When my son was growing up, I realized that music was another way in which we could spend time together. I liked playing with cars and Legos, but music had a way of working its way into our lives every day. We played music constantly in our house, and Sesame Street worked its way into our daily lives. I can sing “C is for Cookie” and “Rubber Duckie” to this day, and my son is 35 years old. I also started making up songs just for my son. I still make up instant songs, and I wrote songs for the workplace band I used to be in.
Over the holidays, we were visiting the neighbors and their extended family, and my 88-years-young neighbor mentioned a song I wrote, “Radio.” I had performed the song with the band, The Cremains of the 10th Circle, when they visited my home a few summers ago. She and some of her family members, friends, and neighbors, had attended our basement rock-and-roll party. Perhaps this was my Grammy-award-winning moment. Someone remembered a song I wrote and performed. Hold the applause, and pass me a beer!
Rod Stewart sings that “Every Picture Tells a Story,” and I believe that every song I love has a unique story hiding behind the lyrics if I am willing to pay attention to it. My memories of the first time I heard Stevie Ray Vaughan’s song “Texas Flood” are a bit muddled though. Even though I cannot remember what radio station I heard it on, or where I was at the time, I remember thinking that I had just fallen in love with a song, a guitarist, and singer. I could not get enough of that song. Is there a difference in our memory-making process when we are older as far as falling in love with a song? I wonder.
I still love the Beatles and the Supremes, and I easily time-travel to that space and time when I could dance and sing in my house and feel nothing but love and joy surrounding me. Yes, there were many, many nights I listened to songs of heartbreak in my room as I grew up and teenage boys messed with my heart, but I also played songs that forced me to get up and dance.
When I was with my cousins in Tulsa, Oklahoma, last September, Sybil played “Uptown Funk” by Bruno Mars on her phone for us. I have the song on my running playlist, so I knew the song well. We all began to do some sort of version of dancing. We had it. We owned it. And now whenever I hear that song, I am safe in the arms of music nostalgia. How will I tell this story ten years from now?

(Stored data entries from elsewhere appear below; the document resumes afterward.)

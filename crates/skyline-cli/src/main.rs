//! `skyline`: terminal browser for flights, airports and passengers.
//!
//! # Usage
//!
//! ```
//! skyline --airports iata_codes.csv --flights flights.csv
//! skyline --config skyline.toml --offline --seed 7
//! ```

mod app;
mod names;
mod nav;
mod settings;
mod ui;

use std::{fs::OpenOptions, io, sync::Mutex, time::Duration};

use anyhow::{Context, Result};
use app::App;
use clap::Parser;
use crossterm::{
  event::{self, Event, KeyEventKind},
  execute,
  terminal::{EnterAlternateScreen, LeaveAlternateScreen, disable_raw_mode, enable_raw_mode},
};
use names::{Names, OfflineNames, RandomDataApi};
use rand::{SeedableRng, rngs::StdRng};
use ratatui::{Terminal, backend::CrosstermBackend};
use settings::{Cli, Settings};
use skyline_core::model::SeedData;
use skyline_import::{ImportOptions, load_seed_data};
use skyline_store_sqlite::{Bootstrap, SqliteStore, ensure_ready};
use tracing_subscriber::{EnvFilter, filter::LevelFilter};

// ─── Entry point ──────────────────────────────────────────────────────────────

#[tokio::main]
async fn main() -> Result<()> {
  let cli = Cli::parse();
  let settings = Settings::load(&cli)?;

  init_tracing(&settings)?;

  let store = SqliteStore::open(&settings.data_dir, &settings.schema)
    .await
    .with_context(|| {
      format!("opening schema {:?} in {}", settings.schema, settings.data_dir.display())
    })?;

  bootstrap(&store, &settings).await?;

  let mut app = App::new(store.clone());

  // Set up the terminal.
  enable_raw_mode().context("enabling raw mode")?;
  let mut stdout = io::stdout();
  execute!(stdout, EnterAlternateScreen).context("entering alternate screen")?;
  let backend = CrosstermBackend::new(stdout);
  let mut terminal = Terminal::new(backend).context("creating terminal")?;

  // Run the event loop; restore terminal even on error.
  let run_result = match app.load().await {
    Ok(()) => run_event_loop(&mut terminal, &mut app).await,
    Err(e) => Err(e),
  };

  // Restore terminal regardless of result.
  disable_raw_mode().ok();
  execute!(terminal.backend_mut(), LeaveAlternateScreen).ok();
  terminal.show_cursor().ok();

  drop(app);
  if let Err(e) = store.close().await {
    tracing::warn!(error = %e, "closing store failed");
  }
  tracing::info!("shut down");

  run_result
}

/// Log to a file; stdout belongs to the terminal UI.
fn init_tracing(settings: &Settings) -> Result<()> {
  let file = OpenOptions::new()
    .create(true)
    .append(true)
    .open(&settings.log_file)
    .with_context(|| format!("opening log file {}", settings.log_file.display()))?;

  tracing_subscriber::fmt()
    .with_env_filter(
      EnvFilter::builder()
        .with_default_directive(LevelFilter::INFO.into())
        .from_env_lossy(),
    )
    .with_writer(Mutex::new(file))
    .with_ansi(false)
    .init();
  Ok(())
}

// ─── Bootstrap ────────────────────────────────────────────────────────────────

async fn bootstrap(store: &SqliteStore, settings: &Settings) -> Result<()> {
  // Import files are only required when there is something to seed.
  let seed = if store.is_ready().await? {
    SeedData::default()
  } else {
    load_seed_data(
      &settings.airports_csv,
      &settings.flights_csv,
      ImportOptions { has_headers: settings.csv_headers },
    )
    .context("reading seed data")?
  };

  let names = if settings.offline {
    Names::Offline(settings.seed.map_or_else(OfflineNames::new, OfflineNames::seeded))
  } else {
    Names::Api(RandomDataApi::new(&settings.names_url).context("building name client")?)
  };

  let mut rng = match settings.seed {
    Some(seed) => StdRng::seed_from_u64(seed),
    None => StdRng::from_entropy(),
  };

  match ensure_ready(store, &seed, &names, &mut rng).await? {
    Bootstrap::AlreadyReady => tracing::info!(schema = store.schema(), "schema already seeded"),
    Bootstrap::Seeded(report) if report.total_failures() > 0 => tracing::warn!(
      schema = store.schema(),
      failures = report.total_failures(),
      "schema seeded with skipped rows"
    ),
    Bootstrap::Seeded(_) => {}
  }
  Ok(())
}

// ─── Event loop ───────────────────────────────────────────────────────────────

async fn run_event_loop(
  terminal: &mut Terminal<CrosstermBackend<io::Stdout>>,
  app: &mut App,
) -> Result<()> {
  loop {
    terminal.draw(|f| ui::draw(f, app)).context("drawing frame")?;

    // Poll for an event, yielding control to tokio while waiting.
    let maybe_event = tokio::task::block_in_place(|| {
      if event::poll(Duration::from_millis(50))? {
        Ok::<_, io::Error>(Some(event::read()?))
      } else {
        Ok(None)
      }
    })?;

    match maybe_event {
      Some(Event::Key(key)) if key.kind == KeyEventKind::Press => {
        if !app.handle_key(key).await {
          break;
        }
      }
      // Resize and the rest redraw on the next iteration.
      _ => {}
    }
  }

  Ok(())
}
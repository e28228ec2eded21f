//! Display values built by the navigation layer, and the flat records
//! consumed by the bootstrapper.

use serde::{Deserialize, Serialize};

use crate::{Result, value::Row};

// ─── Display values ──────────────────────────────────────────────────────────

/// An airport with its outbound averages, computed on read.
#[derive(Debug, Clone, PartialEq, Serialize, Deserialize)]
pub struct Airport {
  pub code:         String,
  pub city:         String,
  pub country:      Option<String>,
  /// Average price of flights departing here; `None` with no departures.
  pub avg_price:    Option<f64>,
  pub avg_distance: Option<f64>,
}

impl Airport {
  /// Build from an `iata_codes` row plus the two computed averages.
  pub fn from_row(
    row: &Row,
    avg_price: Option<f64>,
    avg_distance: Option<f64>,
  ) -> Result<Self> {
    Ok(Self {
      code: row.text(0)?.to_owned(),
      city: row.text(1)?.to_owned(),
      country: row.opt_text(2)?.map(str::to_owned),
      avg_price,
      avg_distance,
    })
  }
}

/// A flight as read through the airport join. Carries no surrogate id.
#[derive(Debug, Clone, PartialEq, Serialize, Deserialize)]
pub struct Flight {
  pub departure_code: String,
  pub departure_city: String,
  pub arrival_code:   String,
  pub arrival_city:   String,
  pub price:          i64,
  pub distance:       i64,
}

/// The departure/arrival pair a passenger is linked to.
#[derive(Debug, Clone, PartialEq, Eq, Serialize, Deserialize)]
pub struct Route {
  pub departure_code: String,
  pub arrival_code:   String,
}

impl Route {
  /// Extract the route from a raw `flights` row.
  pub fn from_flight_row(row: &Row) -> Result<Self> {
    Ok(Self {
      departure_code: row.text(1)?.to_owned(),
      arrival_code:   row.text(2)?.to_owned(),
    })
  }
}

#[derive(Debug, Clone, PartialEq, Serialize, Deserialize)]
pub struct Passenger {
  pub first_name: String,
  pub last_name:  String,
  pub phone:      String,
  /// `None` when the referenced flight could not be found.
  pub route:      Option<Route>,
}

impl Passenger {
  /// Build from a `passengers` row and its already-resolved route.
  pub fn from_row(row: &Row, route: Option<Route>) -> Result<Self> {
    Ok(Self {
      first_name: row.text(1)?.to_owned(),
      last_name: row.text(2)?.to_owned(),
      phone: row.text(3)?.to_owned(),
      route,
    })
  }
}

// ─── Import records ──────────────────────────────────────────────────────────

/// One line of the airport import: `code,city,country`.
#[derive(Debug, Clone, PartialEq, Eq, Serialize, Deserialize)]
pub struct AirportRecord {
  pub code:    String,
  pub city:    String,
  pub country: String,
}

/// One line of the flight import: `id,iata_departure,iata_arrival,price,distance`.
#[derive(Debug, Clone, PartialEq, Eq, Serialize, Deserialize)]
pub struct FlightRecord {
  /// Identifier from the import file. Ignored; the store assigns its own.
  pub id:             String,
  pub iata_departure: String,
  pub iata_arrival:   String,
  pub price:          i64,
  pub distance:       i64,
}

/// Everything the bootstrapper seeds from.
#[derive(Debug, Clone, Default)]
pub struct SeedData {
  pub airports: Vec<AirportRecord>,
  pub flights:  Vec<FlightRecord>,
}

/// A generated first/last name pair.
#[derive(Debug, Clone, PartialEq, Eq, Serialize, Deserialize)]
pub struct PersonName {
  pub first_name: String,
  pub last_name:  String,
}

#[cfg(test)]
mod tests {
  use super::*;
  use crate::value::Value;

  #[test]
  fn passenger_from_row_skips_ids() {
    let row = Row(vec![
      Value::Integer(1),
      "Ada".into(),
      "Lovelace".into(),
      "0123456789".into(),
      Value::Integer(99),
    ]);
    let route = Route { departure_code: "JFK".into(), arrival_code: "LAX".into() };
    let p = Passenger::from_row(&row, Some(route.clone())).unwrap();
    assert_eq!(p.first_name, "Ada");
    assert_eq!(p.phone, "0123456789");
    assert_eq!(p.route, Some(route));
  }

  #[test]
  fn airport_from_row_allows_missing_country() {
    let row = Row(vec!["JFK".into(), "New York".into(), Value::Null]);
    let a = Airport::from_row(&row, Some(200.0), None).unwrap();
    assert_eq!(a.country, None);
    assert_eq!(a.avg_price, Some(200.0));
  }
}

For the moment I think about my mother, and how she would have joined us jitterbugging our way around my cousin Audrey’s house that day. I am fortunate that my parents, especially my mother, loved music so much that it was a necessity, like bread and water, in our daily lives. So even though the Supremes “Where Did Our Love Go?” and the Beatles “Words of Love” may have opened my eyes to the ways of love, I believe that songs I have yet to hear will be teaching me many more things as I dance and sing my way into the unknown.